## EXERCISE
Reprint all entries without any alteration.

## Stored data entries
◇ ◇ ◇

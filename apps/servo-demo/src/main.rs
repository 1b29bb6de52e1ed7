//! # Servo Demo
//!
//! 在模拟控制器上运行的流式控制示例：
//!
//! ```bash
//! # 关节空间正弦运动，每 runs/10 个周期调整一次笛卡尔刚度
//! servo-demo sine --runs 600 --impedance
//!
//! # 笛卡尔空间（沿 Z 轴）正弦运动
//! servo-demo sine --space cartesian
//!
//! # 两个会话之间的无停顿交接
//! servo-demo blend --cycles-before-blend 50
//!
//! # 使用配置文件
//! servo-demo --config servo.toml sine
//! ```

use anyhow::{Context, Result};
use clap::{Parser, Subcommand};
use servo_sdk::StreamConfig;
use std::path::PathBuf;
use std::sync::Arc;
use std::sync::atomic::{AtomicBool, Ordering};

mod commands;

use commands::{BlendCommand, SineCommand};

/// Servo Demo - 流式伺服控制示例
#[derive(Parser, Debug)]
#[command(name = "servo-demo")]
#[command(
    about = "Sample streaming and blending applications on a simulated controller",
    long_about = None
)]
#[command(version)]
struct Cli {
    /// TOML 配置文件（周期、超时、运动参数）
    #[arg(short, long, global = true)]
    config: Option<PathBuf>,

    #[command(subcommand)]
    command: Commands,
}

#[derive(Subcommand, Debug)]
enum Commands {
    /// 正弦轨迹流式控制（可选阻抗模式）
    Sine {
        #[command(flatten)]
        args: SineCommand,
    },

    /// 两个运动会话之间的混合交接
    Blend {
        #[command(flatten)]
        args: BlendCommand,
    },
}

fn main() -> Result<()> {
    // 初始化日志
    servo_sdk::init_logging_with("servo_demo=info,servo_client=info");

    let cli = Cli::parse();

    let config = match &cli.config {
        Some(path) => StreamConfig::load(path)
            .with_context(|| format!("failed to load config {}", path.display()))?,
        None => StreamConfig::default(),
    };

    // Ctrl-C 只设置标志，由周期循环在下一个周期边界退出并正常停止
    let running = Arc::new(AtomicBool::new(true));
    {
        let running = running.clone();
        ctrlc::set_handler(move || {
            running.store(false, Ordering::SeqCst);
        })
        .context("failed to install Ctrl-C handler")?;
    }

    if servo_sdk::driver::promote_current_thread() {
        tracing::info!("Cycle thread promoted to real-time priority");
    }

    match cli.command {
        Commands::Sine { args } => args.execute(&config, &running),
        Commands::Blend { args } => args.execute(&config, &running),
    }
}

◇ ◇ ◇

## SOLUTION TO THIS PROBLEM
filename apps/servo-demo/src/main.rs
repository 1b29bb6de52e1ed7
//! # Servo Demo
//!
//! 在模拟控制器上运行的流式控制示例：
//!
//! ```bash
//! # 关节空间正弦运动，每 runs/10 个周期调整一次笛卡尔刚度
//! servo-demo sine --runs 600 --impedance
//!
//! # 笛卡尔空间（沿 Z 轴）正弦运动
//! servo-demo sine --space cartesian
//!
//! # 两个会话之间的无停顿交接
//! servo-demo blend --cycles-before-blend 50
//!
//! # 使用配置文件
//! servo-demo --config servo.toml sine
//! ```

use anyhow::{Context, Result};
use clap::{Parser, Subcommand};
use servo_sdk::StreamConfig;
use std::path::PathBuf;
use std::sync::Arc;
use std::sync::atomic::{AtomicBool, Ordering};

mod commands;

use commands::{BlendCommand, SineCommand};

/// Servo Demo - 流式伺服控制示例
#[derive(Parser, Debug)]
#[command(name = "servo-demo")]
#[command(
    about = "Sample streaming and blending applications on a simulated controller",
    long_about = None
)]
#[command(version)]
struct Cli {
    /// TOML 配置文件（周期、超时、运动参数）
    #[arg(short, long, global = true)]
    config: Option<PathBuf>,

    #[command(subcommand)]
    command: Commands,
}

#[derive(Subcommand, Debug)]
enum Commands {
    /// 正弦轨迹流式控制（可选阻抗模式）
    Sine {
        #[command(flatten)]
        args: SineCommand,
    },

    /// 两个运动会话之间的混合交接
    Blend {
        #[command(flatten)]
        args: BlendCommand,
    },
}

fn main() -> Result<()> {
    // 初始化日志
    servo_sdk::init_logging_with("servo_demo=info,servo_client=info");

    let cli = Cli::parse();

    let config = match &cli.config {
        Some(path) => StreamConfig::load(path)
            .with_context(|| format!("failed to load config {}", path.display()))?,
        None => StreamConfig::default(),
    };

    // Ctrl-C 只设置标志，由周期循环在下一个周期边界退出并正常停止
    let running = Arc::new(AtomicBool::new(true));
    {
        let running = running.clone();
        ctrlc::set_handler(move || {
            running.store(false, Ordering::SeqCst);
        })
        .context("failed to install Ctrl-C handler")?;
    }

    if servo_sdk::driver::promote_current_thread() {
        tracing::info!("Cycle thread promoted to real-time priority");
    }

    match cli.command {
        Commands::Sine { args } => args.execute(&config, &running),
        Commands::Blend { args } => args.execute(&config, &running),
    }
}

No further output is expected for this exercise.